'''
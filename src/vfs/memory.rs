//! vfs::memory
//!
//! In-memory filesystem for tests and ephemeral projects.
//!
//! # Design
//!
//! Like the other test doubles in this crate, the store is shared across
//! clones via `Arc<Mutex<...>>`, so a test can hand one clone to an engine
//! and inspect the same state through another. A single operation on a
//! single path can be made to fail ([`FailOn`]) to exercise partial-failure
//! handling.
//!
//! # Example
//!
//! ```
//! use pyxis::vfs::{Filesystem, MemoryFs};
//!
//! # tokio_test::block_on(async {
//! let fs = MemoryFs::with_files([("/src/a.js", "module.exports = 1;")]);
//! assert!(fs.stat("/src").await.unwrap().is_directory());
//! assert_eq!(fs.read_to_string("/src/a.js").await.unwrap(), "module.exports = 1;");
//! # });
//! ```

use std::collections::BTreeMap;
use std::sync::{Arc, Mutex, MutexGuard};

use async_trait::async_trait;

use super::traits::{EntryKind, Filesystem, FsError, Metadata};
use crate::core::paths;

/// Which operation should fail, and on which path.
#[derive(Debug, Clone, PartialEq, Eq)]
pub enum FailOn {
    Read(String),
    Write(String),
    Unlink(String),
}

#[derive(Debug, Clone)]
enum Node {
    File(Vec<u8>),
    Directory,
}

#[derive(Debug)]
struct MemoryFsInner {
    nodes: BTreeMap<String, Node>,
    fail_on: Option<FailOn>,
    /// Clear `fail_on` after it fires once
    fail_once: bool,
    flushes: usize,
}

/// Shared in-memory filesystem.
#[derive(Debug, Clone)]
pub struct MemoryFs {
    inner: Arc<Mutex<MemoryFsInner>>,
}

impl Default for MemoryFs {
    fn default() -> Self {
        Self::new()
    }
}

impl MemoryFs {
    /// Create an empty filesystem containing only `/`.
    pub fn new() -> Self {
        let mut nodes = BTreeMap::new();
        nodes.insert("/".to_string(), Node::Directory);
        Self {
            inner: Arc::new(Mutex::new(MemoryFsInner {
                nodes,
                fail_on: None,
                fail_once: false,
                flushes: 0,
            })),
        }
    }

    /// Create a filesystem seeded with files; parent directories are implied.
    pub fn with_files<I, P, C>(files: I) -> Self
    where
        I: IntoIterator<Item = (P, C)>,
        P: AsRef<str>,
        C: AsRef<[u8]>,
    {
        let fs = Self::new();
        for (path, content) in files {
            fs.insert_file(path.as_ref(), content.as_ref());
        }
        fs
    }

    /// Synchronously place a file, creating parents. Test setup helper.
    pub fn insert_file(&self, path: &str, content: &[u8]) {
        let path = Self::key(path);
        let mut inner = self.lock();
        for dir in paths::ancestors(&path) {
            inner.nodes.insert(dir, Node::Directory);
        }
        inner.nodes.insert(path, Node::File(content.to_vec()));
    }

    /// Make the given operation fail until [`MemoryFs::clear_failure`].
    pub fn fail_on(&self, fail: FailOn) {
        let mut inner = self.lock();
        inner.fail_on = Some(fail);
        inner.fail_once = false;
    }

    /// Make the given operation fail exactly once.
    pub fn fail_once(&self, fail: FailOn) {
        let mut inner = self.lock();
        inner.fail_on = Some(fail);
        inner.fail_once = true;
    }

    pub fn clear_failure(&self) {
        self.lock().fail_on = None;
    }

    /// Number of completed [`Filesystem::flush`] calls.
    pub fn flush_count(&self) -> usize {
        self.lock().flushes
    }

    /// All file paths currently stored, sorted.
    pub fn file_paths(&self) -> Vec<String> {
        self.lock()
            .nodes
            .iter()
            .filter(|(_, node)| matches!(node, Node::File(_)))
            .map(|(path, _)| path.clone())
            .collect()
    }

    fn lock(&self) -> MutexGuard<'_, MemoryFsInner> {
        // A poisoned lock only means another test thread panicked mid-write;
        // the map itself is still structurally valid.
        self.inner.lock().unwrap_or_else(|e| e.into_inner())
    }

    fn key(path: &str) -> String {
        paths::resolve_from("/", path)
    }

    fn check_fault(inner: &mut MemoryFsInner, fail: FailOn, op: &'static str) -> Result<(), FsError> {
        if inner.fail_on.as_ref() == Some(&fail) {
            if inner.fail_once {
                inner.fail_on = None;
            }
            let path = match fail {
                FailOn::Read(p) | FailOn::Write(p) | FailOn::Unlink(p) => p,
            };
            return Err(FsError::Injected { op, path });
        }
        Ok(())
    }

    fn parent_is_dir(inner: &MemoryFsInner, path: &str, op: &'static str) -> Result<(), FsError> {
        let parent = paths::dirname(path);
        match inner.nodes.get(&parent) {
            Some(Node::Directory) => Ok(()),
            Some(Node::File(_)) => Err(FsError::NotADirectory { op, path: parent }),
            None => Err(FsError::NotFound {
                op,
                path: path.to_string(),
            }),
        }
    }
}

#[async_trait]
impl Filesystem for MemoryFs {
    async fn read_file(&self, path: &str) -> Result<Vec<u8>, FsError> {
        let path = Self::key(path);
        let mut inner = self.lock();
        Self::check_fault(&mut inner, FailOn::Read(path.clone()), "open")?;
        match inner.nodes.get(&path) {
            Some(Node::File(data)) => Ok(data.clone()),
            Some(Node::Directory) => Err(FsError::IsADirectory { op: "read", path }),
            None => Err(FsError::NotFound { op: "open", path }),
        }
    }

    async fn write_file(&self, path: &str, data: &[u8]) -> Result<(), FsError> {
        let path = Self::key(path);
        let mut inner = self.lock();
        Self::check_fault(&mut inner, FailOn::Write(path.clone()), "open")?;
        if matches!(inner.nodes.get(&path), Some(Node::Directory)) {
            return Err(FsError::IsADirectory { op: "open", path });
        }
        Self::parent_is_dir(&inner, &path, "open")?;
        inner.nodes.insert(path, Node::File(data.to_vec()));
        Ok(())
    }

    async fn mkdir(&self, path: &str, recursive: bool) -> Result<(), FsError> {
        let path = Self::key(path);
        let mut inner = self.lock();
        match inner.nodes.get(&path) {
            Some(Node::Directory) if recursive => return Ok(()),
            Some(_) => return Err(FsError::AlreadyExists { op: "mkdir", path }),
            None => {}
        }
        if recursive {
            for dir in paths::ancestors(&path) {
                match inner.nodes.get(&dir) {
                    Some(Node::File(_)) => {
                        return Err(FsError::NotADirectory { op: "mkdir", path: dir })
                    }
                    Some(Node::Directory) => {}
                    None => {
                        inner.nodes.insert(dir, Node::Directory);
                    }
                }
            }
        } else {
            Self::parent_is_dir(&inner, &path, "mkdir")?;
        }
        inner.nodes.insert(path, Node::Directory);
        Ok(())
    }

    async fn readdir(&self, path: &str) -> Result<Vec<String>, FsError> {
        let path = Self::key(path);
        let inner = self.lock();
        match inner.nodes.get(&path) {
            Some(Node::Directory) => {}
            Some(Node::File(_)) => return Err(FsError::NotADirectory { op: "scandir", path }),
            None => return Err(FsError::NotFound { op: "scandir", path }),
        }
        let prefix = if path == "/" {
            "/".to_string()
        } else {
            format!("{path}/")
        };
        let names = inner
            .nodes
            .range(prefix.clone()..)
            .take_while(|(key, _)| key.starts_with(&prefix))
            .filter_map(|(key, _)| {
                let rest = &key[prefix.len()..];
                (!rest.is_empty() && !rest.contains('/')).then(|| rest.to_string())
            })
            .collect();
        Ok(names)
    }

    async fn unlink(&self, path: &str) -> Result<(), FsError> {
        let path = Self::key(path);
        let mut inner = self.lock();
        Self::check_fault(&mut inner, FailOn::Unlink(path.clone()), "unlink")?;
        match inner.nodes.get(&path) {
            Some(Node::File(_)) => {
                inner.nodes.remove(&path);
                Ok(())
            }
            Some(Node::Directory) => Err(FsError::IsADirectory { op: "unlink", path }),
            None => Err(FsError::NotFound { op: "unlink", path }),
        }
    }

    async fn stat(&self, path: &str) -> Result<Metadata, FsError> {
        let path = Self::key(path);
        let inner = self.lock();
        match inner.nodes.get(&path) {
            Some(Node::File(data)) => Ok(Metadata {
                kind: EntryKind::File,
                size: data.len() as u64,
            }),
            Some(Node::Directory) => Ok(Metadata {
                kind: EntryKind::Directory,
                size: 0,
            }),
            None => Err(FsError::NotFound { op: "stat", path }),
        }
    }

    async fn flush(&self) -> Result<(), FsError> {
        self.lock().flushes += 1;
        Ok(())
    }
}

#[cfg(test)]
mod tests {
    use super::*;

    #[tokio::test]
    async fn write_requires_parent() {
        let fs = MemoryFs::new();
        let err = fs.write_file("/missing/a.txt", b"x").await.unwrap_err();
        assert!(err.is_not_found());
        fs.mkdir("/missing", false).await.unwrap();
        fs.write_file("/missing/a.txt", b"x").await.unwrap();
        assert_eq!(fs.read_file("/missing/a.txt").await.unwrap(), b"x");
    }

    #[tokio::test]
    async fn recursive_mkdir_is_idempotent() {
        let fs = MemoryFs::new();
        fs.mkdir("/a/b/c", true).await.unwrap();
        fs.mkdir("/a/b/c", true).await.unwrap();
        assert!(fs.stat("/a/b").await.unwrap().is_directory());
        let err = fs.mkdir("/a/b/c", false).await.unwrap_err();
        assert_eq!(err.code(), "EEXIST");
    }

    #[tokio::test]
    async fn readdir_lists_direct_children_only() {
        let fs = MemoryFs::with_files([("/a/x.txt", ""), ("/a/sub/y.txt", ""), ("/ab.txt", "")]);
        assert_eq!(fs.readdir("/a").await.unwrap(), vec!["sub", "x.txt"]);
        assert_eq!(fs.readdir("/").await.unwrap(), vec!["a", "ab.txt"]);
    }

    #[tokio::test]
    async fn relative_paths_are_rooted() {
        let fs = MemoryFs::new();
        fs.write_file("note.txt", b"hi").await.unwrap();
        assert_eq!(fs.read_to_string("/note.txt").await.unwrap(), "hi");
    }

    #[tokio::test]
    async fn unlink_refuses_directories() {
        let fs = MemoryFs::with_files([("/d/f", "1")]);
        assert_eq!(fs.unlink("/d").await.unwrap_err().code(), "EISDIR");
        fs.unlink("/d/f").await.unwrap();
        assert!(!fs.exists("/d/f").await);
    }

    #[tokio::test]
    async fn injected_fault_hits_only_its_path() {
        let fs = MemoryFs::with_files([("/a", "1"), ("/b", "2")]);
        fs.fail_on(FailOn::Unlink("/a".into()));
        assert!(fs.unlink("/a").await.is_err());
        assert!(fs.unlink("/b").await.is_ok());
        fs.clear_failure();
        assert!(fs.unlink("/a").await.is_ok());
    }

    #[tokio::test]
    async fn one_shot_fault_clears_itself() {
        let fs = MemoryFs::with_files([("/a", "1")]);
        fs.fail_once(FailOn::Write("/a".into()));
        assert_eq!(fs.write_file("/a", b"2").await.unwrap_err().code(), "EIO");
        fs.write_file("/a", b"2").await.unwrap();
        assert_eq!(fs.read_file("/a").await.unwrap(), b"2");
    }

    #[tokio::test]
    async fn errors_use_errno_shape() {
        let fs = MemoryFs::new();
        let err = fs.read_file("/nope.txt").await.unwrap_err();
        assert_eq!(
            err.to_string(),
            "ENOENT: no such file or directory, open '/nope.txt'"
        );
    }

    #[tokio::test]
    async fn flush_is_counted() {
        let fs = MemoryFs::new();
        fs.flush().await.unwrap();
        fs.flush().await.unwrap();
        assert_eq!(fs.flush_count(), 2);
    }
}
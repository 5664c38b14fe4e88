//! js
//!
//! The script engine behind the sandbox runtime.
//!
//! # Architecture
//!
//! - [`lexer`] - `logos` tokenizer, also used by the module transform stage
//! - [`parser`] - recursive descent to the [`ast`]
//! - [`interp`] - async tree-walking evaluation over [`value`]s
//! - [`promise`] / [`timers`] - microtask queue and the virtual clock
//! - [`builtins`] - the intrinsic objects every realm starts with
//!
//! The engine runs a subset of ECMAScript: no regular-expression literals,
//! generators or tagged templates, and no ES module syntax (module source is
//! rewritten to CommonJS before it reaches the parser).
//!
//! # Example
//!
//! ```ignore
//! use pyxis::js::{parse, Interpreter, Options};
//!
//! let interp = Interpreter::new(Options::default());
//! let value = interp.run_script(&parse("[1, 2, 3].map(n => n * 2).join()")?).await?;
//! assert_eq!(value.to_display_string(), "2,4,6");
//! ```

pub mod ast;
pub mod builtins;
pub mod error;
pub mod interp;
pub mod lexer;
pub mod parser;
pub mod promise;
pub mod timers;
pub mod value;

pub use error::{ErrorKind, JsError, JsResult, ParseError};
pub use interp::{Interpreter, Options};
pub use parser::parse;
pub use value::{native_fn, sync_fn, NativeFn, Obj, ObjectKind, Value};
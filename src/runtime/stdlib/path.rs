//! The `path` module: POSIX semantics over [`crate::core::paths`].

use crate::core::paths;
use crate::js::builtins::arg;
use crate::js::{sync_fn, Interpreter, JsResult, Obj, Value};

use super::string_arg;

fn all_strings(interp: &Interpreter, args: &[Value]) -> JsResult<Vec<String>> {
    (0..args.len())
        .map(|i| string_arg(interp, args, i, "path"))
        .collect()
}

/// `path.relative(from, to)` for absolute, normalized inputs.
fn relative(from: &str, to: &str) -> String {
    let from = paths::components(from);
    let to = paths::components(to);
    let common = from.iter().zip(&to).take_while(|(a, b)| a == b).count();
    let mut parts = vec![".."; from.len() - common];
    parts.extend(&to[common..]);
    parts.join("/")
}

pub fn module(interp: &Interpreter) -> Obj {
    let path = interp.new_object();

    interp.define_method(
        &path,
        "join",
        sync_fn(|interp, _, args| {
            let parts = all_strings(interp, &args)?;
            let parts: Vec<&str> = parts.iter().map(String::as_str).collect();
            Ok(Value::from(paths::join(&parts)))
        }),
    );
    interp.define_method(
        &path,
        "resolve",
        sync_fn(|interp, _, args| {
            let parts = all_strings(interp, &args)?;
            let parts: Vec<&str> = parts.iter().map(String::as_str).collect();
            Ok(Value::from(paths::resolve("/", &parts)))
        }),
    );
    interp.define_method(
        &path,
        "normalize",
        sync_fn(|interp, _, args| {
            Ok(Value::from(paths::normalize(&string_arg(interp, &args, 0, "path")?)))
        }),
    );
    interp.define_method(
        &path,
        "dirname",
        sync_fn(|interp, _, args| {
            Ok(Value::from(paths::dirname(&string_arg(interp, &args, 0, "path")?)))
        }),
    );
    interp.define_method(
        &path,
        "basename",
        sync_fn(|interp, _, args| {
            let target = string_arg(interp, &args, 0, "path")?;
            let ext = match arg(&args, 1) {
                Value::Undefined => None,
                _ => Some(string_arg(interp, &args, 1, "ext")?),
            };
            Ok(Value::from(paths::basename(&target, ext.as_deref())))
        }),
    );
    interp.define_method(
        &path,
        "extname",
        sync_fn(|interp, _, args| {
            Ok(Value::from(paths::extname(&string_arg(interp, &args, 0, "path")?)))
        }),
    );
    interp.define_method(
        &path,
        "isAbsolute",
        sync_fn(|interp, _, args| {
            Ok(Value::Bool(string_arg(interp, &args, 0, "path")?.starts_with('/')))
        }),
    );
    interp.define_method(
        &path,
        "relative",
        sync_fn(|interp, _, args| {
            let from = paths::resolve_from("/", &string_arg(interp, &args, 0, "from")?);
            let to = paths::resolve_from("/", &string_arg(interp, &args, 1, "to")?);
            Ok(Value::from(relative(&from, &to)))
        }),
    );

    path.set_own("sep", Value::from("/"));
    path.set_own("delimiter", Value::from(":"));
    path.set_own("posix", Value::from(path.clone()));
    path
}
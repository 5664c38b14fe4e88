//! vfs::local
//!
//! Filesystem adapter over a real directory.
//!
//! Project paths (`/src/a.js`) are mapped under the root directory given at
//! construction. `..` segments are collapsed before mapping, so no project
//! path can escape the root.

use std::io;
use std::path::{Path, PathBuf};

use async_trait::async_trait;

use super::traits::{EntryKind, Filesystem, FsError, Metadata};
use crate::core::paths;

/// A [`Filesystem`] rooted at a host directory.
#[derive(Debug, Clone)]
pub struct LocalFs {
    root: PathBuf,
}

impl LocalFs {
    pub fn new(root: impl Into<PathBuf>) -> Self {
        Self { root: root.into() }
    }

    /// The host directory backing `/`.
    pub fn root(&self) -> &Path {
        &self.root
    }

    /// Map a project path onto the host filesystem.
    pub fn host_path(&self, path: &str) -> PathBuf {
        let normalized = paths::resolve_from("/", path);
        paths::components(&normalized)
            .into_iter()
            .fold(self.root.clone(), |acc, part| acc.join(part))
    }

    fn map_err(err: io::Error, op: &'static str, path: &str) -> FsError {
        let path = paths::resolve_from("/", path);
        match err.kind() {
            io::ErrorKind::NotFound => FsError::NotFound { op, path },
            io::ErrorKind::AlreadyExists => FsError::AlreadyExists { op, path },
            _ => FsError::Io {
                op,
                path,
                message: err.to_string(),
            },
        }
    }
}

#[async_trait]
impl Filesystem for LocalFs {
    async fn read_file(&self, path: &str) -> Result<Vec<u8>, FsError> {
        let host = self.host_path(path);
        if tokio::fs::metadata(&host)
            .await
            .map(|m| m.is_dir())
            .unwrap_or(false)
        {
            return Err(FsError::IsADirectory {
                op: "read",
                path: paths::resolve_from("/", path),
            });
        }
        tokio::fs::read(&host)
            .await
            .map_err(|e| Self::map_err(e, "open", path))
    }

    async fn write_file(&self, path: &str, data: &[u8]) -> Result<(), FsError> {
        tokio::fs::write(self.host_path(path), data)
            .await
            .map_err(|e| Self::map_err(e, "open", path))
    }

    async fn mkdir(&self, path: &str, recursive: bool) -> Result<(), FsError> {
        let host = self.host_path(path);
        let result = if recursive {
            tokio::fs::create_dir_all(&host).await
        } else {
            tokio::fs::create_dir(&host).await
        };
        result.map_err(|e| Self::map_err(e, "mkdir", path))
    }

    async fn readdir(&self, path: &str) -> Result<Vec<String>, FsError> {
        let host = self.host_path(path);
        let meta = tokio::fs::metadata(&host)
            .await
            .map_err(|e| Self::map_err(e, "scandir", path))?;
        if !meta.is_dir() {
            return Err(FsError::NotADirectory {
                op: "scandir",
                path: paths::resolve_from("/", path),
            });
        }
        let mut entries = tokio::fs::read_dir(&host)
            .await
            .map_err(|e| Self::map_err(e, "scandir", path))?;
        let mut names = Vec::new();
        while let Some(entry) = entries
            .next_entry()
            .await
            .map_err(|e| Self::map_err(e, "scandir", path))?
        {
            names.push(entry.file_name().to_string_lossy().into_owned());
        }
        names.sort();
        Ok(names)
    }

    async fn unlink(&self, path: &str) -> Result<(), FsError> {
        let host = self.host_path(path);
        let meta = tokio::fs::metadata(&host)
            .await
            .map_err(|e| Self::map_err(e, "unlink", path))?;
        if meta.is_dir() {
            return Err(FsError::IsADirectory {
                op: "unlink",
                path: paths::resolve_from("/", path),
            });
        }
        tokio::fs::remove_file(&host)
            .await
            .map_err(|e| Self::map_err(e, "unlink", path))
    }

    async fn stat(&self, path: &str) -> Result<Metadata, FsError> {
        let meta = tokio::fs::metadata(self.host_path(path))
            .await
            .map_err(|e| Self::map_err(e, "stat", path))?;
        Ok(Metadata {
            kind: if meta.is_dir() {
                EntryKind::Directory
            } else {
                EntryKind::File
            },
            size: if meta.is_dir() { 0 } else { meta.len() },
        })
    }
}
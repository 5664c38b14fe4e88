//! merge::reconcile
//!
//! Working-directory reconciliation after a three-way merge.
//!
//! # Algorithm
//!
//! 1. Snapshot the file set of the working tree (excluding `.git`).
//! 2. Write every blob of the merged tree, notifying the sink per file.
//! 3. Delete every snapshot path absent from the merged tree, notifying the
//!    sink per file.
//!
//! All writes and their notifications happen before the first deletion.
//! A failing file operation is retried once, then logged and skipped; it
//! never aborts the pass.

use std::collections::BTreeSet;

use tracing::{debug, warn};

use crate::core::paths;
use crate::core::types::Oid;
use crate::git::{ObjectKind, VersionStore};
use crate::notify::{ChangeEvent, ChangeSink};
use crate::vfs::{self, Filesystem, FsError};

use super::outcome::MergeError;

/// What a reconciliation pass did.
#[derive(Debug, Clone, Default, PartialEq, Eq)]
pub struct ReconcileReport {
    /// Paths written, in tree order
    pub written: Vec<String>,
    /// Paths deleted
    pub deleted: Vec<String>,
    /// Paths skipped after a failure, with the reason
    pub skipped: Vec<(String, String)>,
}

/// Make the working tree's file set and contents match `tree`.
///
/// # Errors
///
/// Fails only if the working tree or the tree object cannot be listed.
/// Per-file failures are reported in [`ReconcileReport::skipped`].
pub async fn reconcile<S>(
    store: &S,
    fs: &dyn Filesystem,
    sink: &dyn ChangeSink,
    tree: &Oid,
) -> Result<ReconcileReport, MergeError>
where
    S: VersionStore + ?Sized,
{
    let before = vfs::list_files(fs, "/").await.map_err(MergeError::failed)?;
    let entries = store.read_tree(tree).map_err(MergeError::failed)?;

    let mut report = ReconcileReport::default();
    let mut present = BTreeSet::new();

    for entry in entries.iter().filter(|e| e.kind == ObjectKind::Blob) {
        let path = format!("/{}", entry.path);
        present.insert(path.clone());

        let content = match store.read_blob(&entry.oid) {
            Ok(bytes) => bytes,
            Err(e) => {
                warn!(path = %path, error = %e, "failed to read merged blob, skipping");
                report.skipped.push((path, e.to_string()));
                continue;
            }
        };

        let mut result = write_file(fs, &path, &content).await;
        if result.is_err() {
            debug!(path = %path, "retrying write");
            result = write_file(fs, &path, &content).await;
        }
        match result {
            Ok(()) => {
                let text = String::from_utf8_lossy(&content).into_owned();
                sink.notify(ChangeEvent::file(path.clone(), text)).await;
                report.written.push(path);
            }
            Err(e) => {
                warn!(path = %path, error = %e, "failed to write file, skipping");
                report.skipped.push((path, e.to_string()));
            }
        }
    }

    for path in before.into_iter().filter(|p| !present.contains(p)) {
        let mut result = fs.unlink(&path).await;
        if matches!(&result, Err(e) if !e.is_not_found()) {
            debug!(path = %path, "retrying delete");
            result = fs.unlink(&path).await;
        }
        match result {
            Ok(()) => {
                sink.notify(ChangeEvent::delete(path.clone())).await;
                report.deleted.push(path);
            }
            Err(e) => {
                warn!(path = %path, error = %e, "failed to delete file, skipping");
                report.skipped.push((path, e.to_string()));
            }
        }
    }

    Ok(report)
}

async fn write_file(fs: &dyn Filesystem, path: &str, content: &[u8]) -> Result<(), FsError> {
    fs.mkdir(&paths::dirname(path), true).await?;
    fs.write_file(path, content).await
}

#[cfg(test)]
mod tests {
    use super::*;
    use crate::git::mock::MockStore;
    use crate::notify::{ChangeKind, RecordingSink};
    use crate::vfs::{FailOn, MemoryFs};

    fn tree_of(store: &MockStore, files: &[(&str, &str)]) -> Oid {
        let commit = store.commit("scratch", files);
        store.commit_tree(&commit).unwrap()
    }

    #[tokio::test]
    async fn adds_modifies_and_deletes() {
        let store = MockStore::new();
        let tree = tree_of(&store, &[("keep.txt", "new"), ("dir/added.txt", "a")]);
        let fs = MemoryFs::with_files([("/keep.txt", "old"), ("/stale.txt", "x")]);
        let sink = RecordingSink::new();

        let report = reconcile(&store, &fs, &sink, &tree).await.unwrap();

        assert_eq!(fs.file_paths(), vec!["/dir/added.txt", "/keep.txt"]);
        assert_eq!(fs.read_to_string("/keep.txt").await.unwrap(), "new");
        assert_eq!(report.deleted, vec!["/stale.txt"]);
        assert!(report.skipped.is_empty());
    }

    #[tokio::test]
    async fn all_writes_precede_deletes() {
        let store = MockStore::new();
        let tree = tree_of(&store, &[("b.txt", "1"), ("d.txt", "1")]);
        let fs = MemoryFs::with_files([("/a.txt", ""), ("/c.txt", "")]);
        let sink = RecordingSink::new();

        reconcile(&store, &fs, &sink, &tree).await.unwrap();

        let kinds: Vec<ChangeKind> = sink.events().iter().map(|e| e.kind).collect();
        assert_eq!(
            kinds,
            vec![
                ChangeKind::File,
                ChangeKind::File,
                ChangeKind::Delete,
                ChangeKind::Delete
            ]
        );
        assert_eq!(sink.events()[0].content.as_deref(), Some("1"));
    }

    #[tokio::test]
    async fn git_metadata_is_never_deleted() {
        let store = MockStore::new();
        let tree = tree_of(&store, &[("a.txt", "1")]);
        let fs = MemoryFs::with_files([("/.git/HEAD", "ref"), ("/a.txt", "0")]);

        reconcile(&store, &fs, &RecordingSink::new(), &tree)
            .await
            .unwrap();
        assert!(fs.exists("/.git/HEAD").await);
    }

    #[tokio::test]
    async fn transient_fault_is_retried() {
        let store = MockStore::new();
        let tree = tree_of(&store, &[("a.txt", "1"), ("new.txt", "n")]);
        let fs = MemoryFs::with_files([("/a.txt", "0"), ("/old.txt", "")]);
        fs.fail_once(FailOn::Write("/new.txt".into()));

        let report = reconcile(&store, &fs, &RecordingSink::new(), &tree)
            .await
            .unwrap();

        assert!(report.skipped.is_empty());
        assert_eq!(fs.file_paths(), vec!["/a.txt", "/new.txt"]);
    }

    #[tokio::test]
    async fn persistent_fault_skips_one_file_only() {
        let store = MockStore::new();
        let tree = tree_of(&store, &[("a.txt", "1"), ("b.txt", "1")]);
        let fs = MemoryFs::with_files([("/a.txt", "0"), ("/b.txt", "0"), ("/c.txt", "")]);
        fs.fail_on(FailOn::Write("/a.txt".into()));
        let sink = RecordingSink::new();

        let report = reconcile(&store, &fs, &sink, &tree).await.unwrap();

        assert_eq!(report.skipped.len(), 1);
        assert_eq!(report.skipped[0].0, "/a.txt");
        assert_eq!(fs.read_to_string("/b.txt").await.unwrap(), "1");
        // The file set still matches the tree
        assert_eq!(fs.file_paths(), vec!["/a.txt", "/b.txt"]);
        assert!(sink.events().iter().all(|e| e.path != "/a.txt"));
    }
}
'''
Work instruction
Every line of the listing above that includes "notifying" should be copied out.

Solution to this problem
//! 2. Write every blob of the merged tree, notifying the sink per file.
//! 3. Delete every snapshot path absent from the merged tree, notifying the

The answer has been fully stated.